Lo mismo en lo que tiene relación con la deuda: el Congreso «Héctor» fue claro al respeto: el pago de la deuda del sector público estará relacionado al cumplimiento de la deuda social y de las posibilidades del desarrollo económico del país. Esa será nuestra forma de «honrar la deuda».

Sin rehuir las obligaciones «no nos allanaremos ante las imposiciones de los organismos internacionales», no iremos de rodillas a renegociar la deuda. De rodilla ya se fue muchas veces y el resultado es que la carga es cada vez más pesada y los intereses cada vez más insoportables.

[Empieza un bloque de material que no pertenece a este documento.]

//! Reusable UI components for the SplitPay TUI.
//!
//! Components are stateless: they take what they draw as arguments and keep
//! nothing between frames.
//!
//! - [`toast`] - Toast notification overlay for non-blocking messages

pub mod toast;

pub use toast::render_toast;
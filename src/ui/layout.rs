//! Layout calculations for the SplitPay TUI
//!
//! This module provides layout structs and helper functions for
//! calculating UI element positions and sizes.

use ratatui::layout::{Constraint, Direction, Layout, Rect};

use crate::constants::{
    FOOTER_HEIGHT, HEADER_HEIGHT, NARROW_LAYOUT_WIDTH, RECIPIENT_ROW_HEIGHT, SUMMARY_WIDTH,
};

/// Height of the summary panel when stacked under the recipients.
pub const STACKED_SUMMARY_HEIGHT: u16 = 10;

// ============================================================================
// Layout Structs
// ============================================================================

/// Main application layout areas
#[derive(Debug, Clone, Copy)]
pub struct AppLayout {
    /// Header area (title, cluster, account)
    pub header: Rect,
    /// Main content area (panels)
    pub main: Rect,
    /// Footer area (keybinding hints)
    pub footer: Rect,
}

/// Recipients and summary panels
#[derive(Debug, Clone, Copy)]
pub struct PanelLayout {
    pub recipients: Rect,
    pub summary: Rect,
}

// ============================================================================
// Layout Functions
// ============================================================================

/// Calculate the main application layout from the terminal area
#[must_use]
pub fn calculate_app_layout(area: Rect) -> AppLayout {
    let chunks = Layout::default()
        .direction(Direction::Vertical)
        .constraints([
            Constraint::Length(HEADER_HEIGHT),
            Constraint::Min(3),
            Constraint::Length(FOOTER_HEIGHT),
        ])
        .split(area);

    AppLayout {
        header: chunks[0],
        main: chunks[1],
        footer: chunks[2],
    }
}

/// Side by side on wide terminals, summary below the list on narrow ones.
#[must_use]
pub fn calculate_panel_layout(area: Rect) -> PanelLayout {
    let chunks = if area.width < NARROW_LAYOUT_WIDTH {
        Layout::default()
            .direction(Direction::Vertical)
            .constraints([
                Constraint::Min(RECIPIENT_ROW_HEIGHT + 2),
                Constraint::Length(STACKED_SUMMARY_HEIGHT),
            ])
            .split(area)
    } else {
        Layout::default()
            .direction(Direction::Horizontal)
            .constraints([Constraint::Min(40), Constraint::Length(SUMMARY_WIDTH)])
            .split(area)
    };

    PanelLayout {
        recipients: chunks[0],
        summary: chunks[1],
    }
}

/// Calculate a centered popup area within a parent area
///
/// # Arguments
/// * `parent` - The parent area to center within
/// * `width` - Desired popup width in columns
/// * `height` - Desired popup height in rows
#[must_use]
pub fn centered_popup_area(parent: Rect, width: u16, height: u16) -> Rect {
    let popup_width = width.min(parent.width.saturating_sub(4));
    let popup_height = height.min(parent.height.saturating_sub(4));

    let popup_x = parent.x + (parent.width.saturating_sub(popup_width)) / 2;
    let popup_y = parent.y + (parent.height.saturating_sub(popup_height)) / 2;

    Rect::new(popup_x, popup_y, popup_width, popup_height)
}

/// First row to draw so that `selected` stays inside a window of `visible`
/// rows out of `len`.
#[must_use]
pub fn window_start(selected: usize, visible: usize, len: usize) -> usize {
    if visible == 0 || len <= visible {
        return 0;
    }
    let last_start = len - visible;
    selected.saturating_sub(visible - 1).min(last_start)
}

// ============================================================================
// Tests
// ============================================================================
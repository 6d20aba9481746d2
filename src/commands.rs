//! Command pattern for key event handling in the TUI application.
//!
//! Key input is translated into [`AppCommand`]s by [`KeyMapper`] according
//! to the current [`InputContext`], so keybindings can be tested without an
//! `App`.
//!
//! # Example
//!
//! ```ignore
//! let context = app.get_input_context();
//! let command = map_key(key_event, &context);
//! app.execute_command(command);
//! ```

use crossterm::event::{KeyCode, KeyEvent, KeyModifiers};

// ============================================================================
// Input Context
// ============================================================================

/// Represents the current input context for key mapping.
#[derive(Debug, Clone, Copy, PartialEq, Eq)]
pub enum InputContext {
    /// Editing the recipient form.
    Form,
    /// A quoted transfer waits for confirmation.
    ConfirmTransfer,
    /// Quit confirmation popup is open.
    ConfirmQuit,
    /// Viewing a message/notification popup.
    MessagePopup,
    /// Help overlay is open.
    HelpPopup,
}

impl InputContext {
    /// Returns `true` if this context represents a popup/overlay state.
    #[must_use]
    pub const fn is_popup(&self) -> bool {
        !matches!(self, Self::Form)
    }

    /// Returns `true` if this context accepts text input.
    #[must_use]
    pub const fn accepts_text_input(&self) -> bool {
        matches!(self, Self::Form)
    }
}

// ============================================================================
// App Commands
// ============================================================================

/// All possible commands the application can execute.
#[derive(Debug, Clone, PartialEq, Eq)]
pub enum AppCommand {
    // === Application Control ===
    /// Ask before exiting.
    RequestQuit,
    /// Exit the application.
    ConfirmQuit,
    /// Toggle the help overlay.
    ToggleHelp,
    /// Close the current popup.
    Dismiss,

    // === Form Navigation ===
    NextField,
    PrevField,
    NextRecipient,
    PrevRecipient,

    // === Form Editing ===
    /// Type a character into the focused field.
    TypeChar(char),
    /// Delete the last character of the focused field.
    Backspace,
    /// Clear the focused field.
    ClearField,
    AddRecipient,
    RemoveRecipient,
    ToggleSplit,

    // === Transfer ===
    /// Validate and quote the batch.
    Submit,
    /// Send the previewed batch.
    ConfirmTransfer,
    /// Discard the preview.
    CancelTransfer,

    // === Account & Results ===
    /// Copy the connected address to the clipboard.
    CopyAddress,
    /// Copy the last transaction signature to the clipboard.
    CopySignature,
    /// Open the last transaction in the block explorer.
    OpenExplorer,
    /// Fetch the balance again.
    RefreshBalance,

    // === Help Popup ===
    ScrollHelpUp,
    ScrollHelpDown,

    // === No Operation ===
    /// No action to perform (unhandled key).
    Noop,
}

impl AppCommand {
    /// Returns `true` if this command would exit the application.
    #[must_use]
    pub const fn is_exit(&self) -> bool {
        matches!(self, Self::ConfirmQuit)
    }

    /// Returns `true` if this command changes form content.
    #[must_use]
    pub const fn edits_form(&self) -> bool {
        matches!(
            self,
            Self::TypeChar(_)
                | Self::Backspace
                | Self::ClearField
                | Self::AddRecipient
                | Self::RemoveRecipient
                | Self::ToggleSplit
        )
    }
}

// ============================================================================
// Key Mapper
// ============================================================================

/// Maps key events to application commands based on the current input context.
#[derive(Debug, Clone, Copy, Default)]
pub struct KeyMapper;

impl KeyMapper {
    /// Maps a key event to an application command based on the current context.
    #[must_use]
    pub fn map_key(key: KeyEvent, context: &InputContext) -> AppCommand {
        match context {
            InputContext::Form => Self::map_form_keys(key),
            InputContext::ConfirmTransfer => Self::map_confirm_transfer_keys(key),
            InputContext::ConfirmQuit => Self::map_confirm_quit_keys(key),
            InputContext::MessagePopup => Self::map_message_popup_keys(key),
            InputContext::HelpPopup => Self::map_help_popup_keys(key),
        }
    }

    /// Maps keys while editing the form.
    ///
    /// Plain characters are text; commands live on Ctrl chords and function
    /// keys so that every printable key can be typed into a field.
    fn map_form_keys(key: KeyEvent) -> AppCommand {
        if key.modifiers.contains(KeyModifiers::CONTROL) {
            return match key.code {
                KeyCode::Char('c' | 'q') => AppCommand::RequestQuit,
                KeyCode::Char('a') => AppCommand::AddRecipient,
                KeyCode::Char('d') => AppCommand::RemoveRecipient,
                KeyCode::Char('s') => AppCommand::ToggleSplit,
                KeyCode::Char('u') => AppCommand::ClearField,
                KeyCode::Char('y') => AppCommand::CopyAddress,
                KeyCode::Char('l') => AppCommand::CopySignature,
                KeyCode::Char('o') => AppCommand::OpenExplorer,
                KeyCode::Char('r') => AppCommand::RefreshBalance,
                _ => AppCommand::Noop,
            };
        }

        match key.code {
            KeyCode::Esc => AppCommand::RequestQuit,
            KeyCode::F(1) => AppCommand::ToggleHelp,
            KeyCode::Tab => AppCommand::NextField,
            KeyCode::BackTab => AppCommand::PrevField,
            KeyCode::Down => AppCommand::NextRecipient,
            KeyCode::Up => AppCommand::PrevRecipient,
            KeyCode::Enter => AppCommand::Submit,
            KeyCode::Backspace => AppCommand::Backspace,
            KeyCode::Char(c) => AppCommand::TypeChar(c),
            _ => AppCommand::Noop,
        }
    }

    /// Maps keys in the transfer confirmation popup.
    fn map_confirm_transfer_keys(key: KeyEvent) -> AppCommand {
        match key.code {
            KeyCode::Char('y' | 'Y') | KeyCode::Enter => AppCommand::ConfirmTransfer,
            KeyCode::Char('n' | 'N') | KeyCode::Esc => AppCommand::CancelTransfer,
            _ => AppCommand::Noop,
        }
    }

    /// Maps keys in the quit confirmation popup.
    fn map_confirm_quit_keys(key: KeyEvent) -> AppCommand {
        match key.code {
            KeyCode::Char('y' | 'Y' | 'q') | KeyCode::Enter => AppCommand::ConfirmQuit,
            KeyCode::Char('n' | 'N') | KeyCode::Esc => AppCommand::Dismiss,
            _ => AppCommand::Noop,
        }
    }

    /// Maps keys in the message popup.
    fn map_message_popup_keys(key: KeyEvent) -> AppCommand {
        match key.code {
            KeyCode::Esc | KeyCode::Enter | KeyCode::Char(' ') => AppCommand::Dismiss,
            _ => AppCommand::Noop,
        }
    }

    /// Maps keys in the help popup.
    fn map_help_popup_keys(key: KeyEvent) -> AppCommand {
        match key.code {
            KeyCode::Esc | KeyCode::F(1) | KeyCode::Char('?') => AppCommand::ToggleHelp,
            KeyCode::Up | KeyCode::Char('k') => AppCommand::ScrollHelpUp,
            KeyCode::Down | KeyCode::Char('j') => AppCommand::ScrollHelpDown,
            _ => AppCommand::Noop,
        }
    }
}

/// Maps a key event to a command; shorthand for [`KeyMapper::map_key`].
#[must_use]
pub fn map_key(key: KeyEvent, context: &InputContext) -> AppCommand {
    KeyMapper::map_key(key, context)
}

// ============================================================================
// Tests
// ============================================================================
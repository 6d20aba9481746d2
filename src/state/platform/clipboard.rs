//! Clipboard access.
//!
//! On Linux the external tools are tried first, in order `wl-copy`,
//! `xclip`, `xsel`, because their content outlives the process. Everything
//! else, and Linux without those tools, goes through `arboard`.

use thiserror::Error;

// ============================================================================
// Error Type
// ============================================================================

/// Clipboard failures.
#[derive(Debug, Clone, PartialEq, Eq, Error)]
pub enum ClipboardError {
    /// No clipboard on this system (e.g. a headless session).
    #[error("Clipboard not available")]
    NotAvailable,
    /// The clipboard exists but refused the text.
    #[error("Failed to copy: {0}")]
    CopyFailed(String),
}

pub type ClipboardResult<T> = Result<T, ClipboardError>;

// ============================================================================
// Clipboard Manager
// ============================================================================

/// Copies text to the system clipboard.
#[derive(Debug)]
pub struct ClipboardManager {
    prefer_external_tools: bool,
}

impl Default for ClipboardManager {
    fn default() -> Self {
        Self::new()
    }
}

impl ClipboardManager {
    #[must_use]
    pub fn new() -> Self {
        Self {
            prefer_external_tools: true,
        }
    }

    /// Skips the external tools and always uses `arboard`.
    #[must_use]
    pub fn arboard_only() -> Self {
        Self {
            prefer_external_tools: false,
        }
    }

    /// Copies text to the clipboard.
    ///
    /// # Errors
    ///
    /// Returns an error if no clipboard is available or the copy fails.
    pub fn copy_text(&self, text: &str) -> ClipboardResult<()> {
        #[cfg(target_os = "linux")]
        if self.prefer_external_tools && Self::copy_with_external_tool(text) {
            return Ok(());
        }

        Self::copy_with_arboard(text)
    }

    fn copy_with_arboard(text: &str) -> ClipboardResult<()> {
        let mut clipboard = arboard::Clipboard::new().map_err(|_| ClipboardError::NotAvailable)?;
        clipboard
            .set_text(text.to_string())
            .map_err(|e| ClipboardError::CopyFailed(e.to_string()))
    }

    #[cfg(target_os = "linux")]
    fn copy_with_external_tool(text: &str) -> bool {
        const TOOLS: [(&str, &[&str]); 3] = [
            ("wl-copy", &[]),
            ("xclip", &["-selection", "clipboard"]),
            ("xsel", &["--clipboard", "--input"]),
        ];

        TOOLS
            .iter()
            .any(|(tool, args)| Self::try_tool(tool, args, text))
    }

    #[cfg(target_os = "linux")]
    fn try_tool(tool: &str, args: &[&str], text: &str) -> bool {
        use std::io::Write;
        use std::process::{Command, Stdio};

        let Ok(mut child) = Command::new(tool)
            .args(args)
            .stdin(Stdio::piped())
            .stdout(Stdio::null())
            .stderr(Stdio::null())
            .spawn()
        else {
            return false;
        };

        let Some(mut stdin) = child.stdin.take() else {
            return false;
        };
        if stdin.write_all(text.as_bytes()).is_err() {
            return false;
        }
        drop(stdin);

        child.wait().map(|s| s.success()).unwrap_or(false)
    }
}

// ============================================================================
// Tests
// ============================================================================
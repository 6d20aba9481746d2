//! UI rendering module for the SplitPay TUI.
//!
//! This module provides the main rendering entry point and orchestrates
//! rendering of all UI components including panels, popups, and overlays.
//!
//! # Module Structure
//!
//! - `panels` - Recipients and summary panels
//! - `popups` - Modal dialogs (transfer confirmation, quit, messages, help)
//! - `components` - Reusable UI components (toast notifications)
//! - `layout` - Layout calculations and structs
//! - `header` - Header bar rendering
//! - `footer` - Footer bar rendering
//! - `helpers` - Shared helper functions for creating styled blocks

pub mod components;
pub mod footer;
pub mod header;
pub mod helpers;
pub mod layout;
pub mod panels;
pub mod popups;

use ratatui::{Frame, layout::Rect};

use crate::state::{App, PopupState};

// ============================================================================
// Main Render Entry Point
// ============================================================================

/// Main render function that orchestrates all UI rendering.
///
/// Draws, in order: header, panels and footer; then the active popup (or
/// the transfer preview); then help; and the toast on top of everything.
pub fn render(app: &App, frame: &mut Frame) {
    let size = frame.area();
    let app_layout = layout::calculate_app_layout(size);

    header::render(frame, app_layout.header, app);
    render_main_content(app, frame, app_layout.main);
    footer::render(frame, app_layout.footer, app);

    render_popups(app, frame, size);

    if app.ui.show_help {
        popups::render_help(frame, size, app.ui.help_scroll_offset);
    }

    if let Some((message, _)) = &app.ui.toast {
        components::render_toast(frame, size, message);
    }
}

// ============================================================================
// Internal Rendering Functions
// ============================================================================

fn render_main_content(app: &App, frame: &mut Frame, area: Rect) {
    let panel_layout = layout::calculate_panel_layout(area);

    panels::render_recipients(app, frame, panel_layout.recipients);
    panels::render_summary(app, frame, panel_layout.summary);
}

/// The preview popup is derived from the transfer flow; the others from
/// [`PopupState`], which takes precedence.
fn render_popups(app: &App, frame: &mut Frame, area: Rect) {
    match &app.ui.popup_state {
        PopupState::Message(message) => popups::render_message_popup(frame, area, message),
        PopupState::ConfirmQuit => popups::render_quit_confirm(frame, area),
        PopupState::None => {
            if let Some(preview) = app.transfer.preview() {
                popups::render_transfer_confirm(frame, area, preview, app.cluster());
            }
        }
    }
}

// ============================================================================
// Tests
// ============================================================================
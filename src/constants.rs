//! Application constants for the SplitPay TUI.
//!
//! UI dimensions, display symbols and loop timing live here so the layout
//! and the event loop agree on them.

use std::time::Duration;

// ============================================================================
// Timing
// ============================================================================

/// Interval of the UI loop tick; timers (toast, copied indicator) count
/// these.
pub const TICK_RATE: Duration = Duration::from_millis(100);

// ============================================================================
// UI Dimension Constants
// ============================================================================

/// Height of the application header (title, cluster, account).
pub const HEADER_HEIGHT: u16 = 3;

/// Height of the footer key hints.
pub const FOOTER_HEIGHT: u16 = 1;

/// Rows used by one recipient: the input line and its error line.
pub const RECIPIENT_ROW_HEIGHT: u16 = 2;

/// Width of the summary panel on wide terminals.
pub const SUMMARY_WIDTH: u16 = 38;

/// Terminal width below which the summary stacks under the list.
pub const NARROW_LAYOUT_WIDTH: u16 = 100;

// ============================================================================
// Display Symbols
// ============================================================================

/// Symbol shown before SOL amounts.
pub const SOL_SYMBOL: &str = "◎";

/// Leading characters kept when an address is shortened.
pub const ADDRESS_LEADING_CHARS: usize = 6;

/// Trailing characters kept when an address is shortened.
pub const ADDRESS_TRAILING_CHARS: usize = 4;

#[cfg(test)]
mod tests {
    use super::*;

    #[test]
    fn test_tick_rate_is_sub_second() {
        assert!(TICK_RATE < Duration::from_secs(1));
        assert!(!TICK_RATE.is_zero());
    }

    #[test]
    fn test_summary_fits_narrow_breakpoint() {
        assert!(SUMMARY_WIDTH < NARROW_LAYOUT_WIDTH / 2);
    }
}
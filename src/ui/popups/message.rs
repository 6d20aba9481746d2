//! Message popup rendering.
//!
//! A generic popup for wallet notices and transfer failures.

use ratatui::{
    Frame,
    layout::{Alignment, Rect},
    style::{Color, Style},
    widgets::{Clear, Paragraph, Wrap},
};

use crate::ui::helpers::{create_popup_block, key_hints_line};
use crate::ui::layout::centered_popup_area;

// ============================================================================
// Public API
// ============================================================================

/// Renders a message popup sized to its content.
///
/// The width follows the longest line (at most 80% of the screen); long
/// lines wrap.
pub fn render(frame: &mut Frame, area: Rect, message: &str) {
    let (popup_width, popup_height) = popup_size(area, message);
    let popup_area = centered_popup_area(area, popup_width, popup_height);

    let popup_block = create_popup_block("Message");
    frame.render_widget(Clear, popup_area);
    frame.render_widget(popup_block.clone(), popup_area);

    let inner_area = popup_block.inner(popup_area);
    let message_area = Rect::new(
        inner_area.x + 1,
        inner_area.y,
        inner_area.width.saturating_sub(2),
        inner_area.height.saturating_sub(2),
    );

    let prompt = Paragraph::new(message)
        .alignment(Alignment::Center)
        .wrap(Wrap { trim: true });
    frame.render_widget(prompt, message_area);

    if popup_area.height < 4 {
        return;
    }

    let separator = "─".repeat(usize::from(popup_area.width.saturating_sub(2)));
    let separator_area = Rect::new(
        popup_area.x + 1,
        popup_area.y + popup_area.height - 3,
        popup_area.width - 2,
        1,
    );
    frame.render_widget(
        Paragraph::new(separator).style(Style::default().fg(Color::DarkGray)),
        separator_area,
    );

    let help_area = Rect::new(
        popup_area.x,
        popup_area.y + popup_area.height - 2,
        popup_area.width,
        1,
    );
    frame.render_widget(
        Paragraph::new(key_hints_line(&[("Esc/Enter", "Close")])).alignment(Alignment::Center),
        help_area,
    );
}

/// Width and height for `message`, before clamping to the screen.
fn popup_size(area: Rect, message: &str) -> (u16, u16) {
    let longest_line = message
        .lines()
        .map(|line| line.chars().count())
        .max()
        .unwrap_or(0);
    let longest_line = u16::try_from(longest_line).unwrap_or(u16::MAX);

    let width = longest_line
        .saturating_add(6)
        .max(40)
        .min(area.width * 8 / 10);

    // Lines wider than the popup wrap onto extra rows.
    let text_width = usize::from(width.saturating_sub(4).max(1));
    let rows: usize = message
        .lines()
        .map(|line| line.chars().count().div_ceil(text_width).max(1))
        .sum();
    let rows = u16::try_from(rows.max(1)).unwrap_or(u16::MAX);

    (width, rows.saturating_add(4).max(6))
}

// ============================================================================
// Tests
// ============================================================================

#[cfg(test)]
mod tests {
    use super::*;
    use crate::test_utils::{buffer_text, test_terminal_80x24};
    use ratatui::{Terminal, backend::TestBackend};
    use rstest::rstest;

    #[rstest]
    fn test_multiline_message(mut test_terminal_80x24: Terminal<TestBackend>) {
        let message = "Transfer failed:\n\nRPC error -32002: Transaction simulation failed";

        test_terminal_80x24
            .draw(|frame| render(frame, frame.area(), message))
            .unwrap();

        let text = buffer_text(&test_terminal_80x24);
        assert!(text.contains("Transfer failed:"));
        assert!(text.contains("RPC error -32002: Transaction simulation failed"));
        assert!(text.contains("Esc/Enter:Close"));
    }

    #[rstest]
    fn test_empty_message_does_not_panic(mut test_terminal_80x24: Terminal<TestBackend>) {
        test_terminal_80x24
            .draw(|frame| render(frame, frame.area(), ""))
            .unwrap();
        assert!(buffer_text(&test_terminal_80x24).contains(" Message "));
    }

    #[rstest]
    #[case::short("Done", Rect::new(0, 0, 80, 24), (40, 6))]
    #[case::three_lines("a\nb\nc", Rect::new(0, 0, 80, 24), (40, 7))]
    #[case::wraps(&"x".repeat(100), Rect::new(0, 0, 80, 24), (64, 6))]
    fn test_popup_size(#[case] message: &str, #[case] area: Rect, #[case] expected: (u16, u16)) {
        assert_eq!(popup_size(area, message), expected);
    }
}
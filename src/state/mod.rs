//! State management module for the SplitPay TUI application.
//!
//! The state is decomposed into:
//!
//! - [`FormState`] - Recipients, split mode and keyboard focus
//! - [`TransferFlow`] - Preview and confirm state machine
//! - [`UiState`] - Popups, toasts and transient indicators
//! - [`AppConfig`] - Persistent configuration with load/save capabilities
//!
//! # Architecture
//!
//! ```text
//! ┌───────────────────────────────────────────────────────┐
//! │                         App                           │
//! ├───────────────┬────────────────┬──────────────────────┤
//! │  FormState    │  TransferFlow  │       UiState        │
//! │  - recipients │  - phase       │  - popups            │
//! │  - split mode │  - preview     │  - toast             │
//! │  - focus      │  - outcome     │  - copied indicator  │
//! └───────────────┴────────────────┴──────────────────────┘
//! ```
//!
//! Background tasks never touch `App`; they report through [`AppMessage`].

use std::path::PathBuf;

use tokio::sync::mpsc;

use crate::client::{SolanaClient, WalletSession};
use crate::domain::{Cluster, TransferPreview};

// ============================================================================
// Module Declarations
// ============================================================================

mod app_lifecycle;

pub mod config;
pub mod form;
pub mod platform;
pub mod transfer;
pub mod ui_state;

// ============================================================================
// Re-exports
// ============================================================================

pub use config::AppConfig;
pub use form::{FormChange, FormField, FormState, FormValidation};
pub use transfer::{TransferFlow, TransferOutcome, TransferPhase};
pub use ui_state::{PopupState, UiState};

// ============================================================================
// App Message Types
// ============================================================================

/// Messages sent from background tasks to the main app loop.
#[derive(Debug, Clone)]
pub enum AppMessage {
    /// The submitted batch was quoted.
    PreviewReady(Box<TransferPreview>),
    /// Quoting the submitted batch failed.
    PreviewFailed(String),
    /// The confirmed batch was sent (signature) or failed (message).
    TransferSettled(Result<String, String>),
    /// Balance of the connected account was fetched.
    BalanceUpdated(Result<u64, String>),
}

// ============================================================================
// Startup Options
// ============================================================================

/// Options passed on the command line.
///
/// Everything here overrides [`AppConfig`] for this run only, unless
/// `save_config` asks to persist the overrides.
#[derive(Debug, Clone, Default)]
pub struct StartupOptions {
    /// Cluster to connect to.
    pub cluster: Option<Cluster>,
    /// RPC endpoint overriding the cluster default.
    pub rpc_url: Option<String>,
    /// Keypair file of the paying account.
    pub keypair_path: Option<PathBuf>,
    /// Prefilled `(address, amount)` rows.
    pub recipients: Vec<(String, String)>,
    /// Start in split mode with this total.
    pub split_total: Option<String>,
    /// Validate addresses structurally only.
    pub heuristic_addresses: bool,
    /// Write the overrides back to the config file.
    pub save_config: bool,
}

impl StartupOptions {
    /// Applies the overrides to `config`.
    pub fn apply_to(&self, config: &mut AppConfig) {
        if let Some(cluster) = self.cluster {
            config.cluster = cluster;
            // A new cluster without a new URL means its default endpoint.
            if self.rpc_url.is_none() {
                config.rpc_url = None;
            }
        }
        if let Some(url) = &self.rpc_url {
            config.rpc_url = Some(url.clone());
        }
        if let Some(path) = &self.keypair_path {
            config.keypair_path = Some(path.clone());
        }
        if self.heuristic_addresses {
            config.strict_address_check = false;
        }
    }
}

// ============================================================================
// Balance
// ============================================================================

/// Last known balance of the connected account.
#[derive(Debug, Clone, PartialEq, Eq, Default)]
pub enum BalanceState {
    /// Never fetched, or no account connected.
    #[default]
    Unknown,
    Loading,
    Loaded(u64),
    /// The node could not be reached or refused the query.
    Failed(String),
}

// ============================================================================
// Main App State
// ============================================================================

/// The main application state container.
///
/// # Example
///
/// ```ignore
/// use crate::state::{App, StartupOptions};
///
/// let app = App::new(StartupOptions::default())?;
/// ```
#[derive(Debug)]
pub struct App {
    // ========================================================================
    // Sub-states (decomposed concerns)
    // ========================================================================
    /// Recipients and split settings.
    pub form: FormState,

    /// Preview/confirm state machine.
    pub transfer: TransferFlow,

    /// UI state - popups, toasts, indicators.
    pub ui: UiState,

    // ========================================================================
    // App-level state
    // ========================================================================
    /// Effective configuration (file plus command-line overrides).
    pub config: AppConfig,

    /// The connected account, if a keypair was loaded.
    pub wallet: WalletSession,

    /// Balance of the connected account.
    pub balance: BalanceState,

    /// Whether the application should exit.
    pub exit: bool,

    /// Animation tick counter for the busy spinner.
    pub animation_tick: u64,

    // ========================================================================
    // Async Communication Channels
    // ========================================================================
    // Channel sends use `let _ = tx.send(...)`: the receiver only goes away
    // during shutdown.
    /// Sender for app messages (cloned for background tasks).
    pub(crate) message_tx: mpsc::UnboundedSender<AppMessage>,

    /// Receiver for app messages.
    pub(crate) message_rx: mpsc::UnboundedReceiver<AppMessage>,

    // ========================================================================
    // Ledger Client
    // ========================================================================
    /// JSON-RPC client for the configured endpoint.
    pub(crate) client: SolanaClient,
}

impl App {
    /// Cluster the app is connected to.
    #[must_use]
    pub fn cluster(&self) -> Cluster {
        self.config.cluster
    }

    /// The RPC endpoint in use.
    #[must_use]
    pub fn rpc_url(&self) -> &str {
        self.client.rpc_url()
    }
}

// ============================================================================
// Implementation Modules
// ============================================================================

// Message processing
mod app_messages;

// Command execution, input handling
mod app_commands;

// Submit, confirm, clipboard, browser actions
mod app_actions;

// ============================================================================
// Tests
// ============================================================================
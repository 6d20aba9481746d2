//! Message processing for the SplitPay application.
//!
//! Drains results of background tasks and applies them to the transfer
//! flow, balance and UI.

use super::{App, AppMessage, BalanceState, TransferOutcome};

impl App {
    pub(crate) fn process_messages(&mut self) {
        while let Ok(message) = self.message_rx.try_recv() {
            self.handle_message(message);
        }
    }

    pub(crate) fn handle_message(&mut self, message: AppMessage) {
        match message {
            AppMessage::PreviewReady(preview) => {
                self.transfer.preview_ready(*preview);
            }
            AppMessage::PreviewFailed(error) => {
                if self.transfer.preview_failed() {
                    tracing::warn!(%error, "preview failed");
                    self.ui
                        .show_message(format!("Could not prepare the transfer:\n\n{error}"));
                    self.ui.show_toast("[x] Preview failed", self.toast_ticks());
                }
            }
            AppMessage::TransferSettled(result) => {
                let outcome = TransferOutcome::from_result(result, self.cluster());
                if self.transfer.settle(outcome.clone()) {
                    self.announce_outcome(&outcome);
                }
            }
            AppMessage::BalanceUpdated(Ok(lamports)) => {
                self.balance = BalanceState::Loaded(lamports);
            }
            AppMessage::BalanceUpdated(Err(error)) => {
                tracing::warn!(%error, "balance fetch failed");
                self.balance = BalanceState::Failed(error);
            }
        }
    }

    fn announce_outcome(&mut self, outcome: &TransferOutcome) {
        match outcome {
            TransferOutcome::Success { signature, .. } => {
                self.ui.show_toast(
                    format!("[+] Sent {}", Self::short(signature)),
                    self.toast_ticks(),
                );
                self.refresh_balance();
            }
            TransferOutcome::Failure { message } => {
                tracing::warn!(%message, "transfer failed");
                self.ui.show_message(format!("Transfer failed:\n\n{message}"));
                self.ui.show_toast("[x] Transfer failed", self.toast_ticks());
            }
        }
    }
}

Y si a partir de la aplicación de estos criterios de defensa de los intereses de la nación, algún funcionario internacional queda contrariado, me permito sugerir que conjugue su desengaño en los duelos que se estarán celebrando en las grandes mansiones, donde tienen tantos colegas y amigos.

Cuando estas cosas pasen, muchos hombres y mujeres del pueblo que hoy no creen en «los políticos» empezarán a ver que no todos los partidos son iguales y que no todos los gobiernos engañan y esquilman y roban. Y más gente estará atenta y más gente querrá participar.

Hay algo que se va a terminar. Ese nuevo Presidente y esas nuevas mayorías parlamentarias van a querer terminarlo cuanto antes: «porque resulta intolerable para los uruguayos, el sufrimiento y la marginación de importantes sectores de la población, donde existe gente y en particular niños comiendo o durmiendo en los contenedores y tarros de basura, mientras la desnutrición y la mortalidad infantil crece y se hace muy evidente en las zonas rurales más pobres y en los alrededores de las grandes ciudades.

La lucha contra este flagelo, ha dicho el Congreso, es para nosotros una prioridad irrenunciable y un compromiso que requerirá de acciones enérgicas e inmediatas.»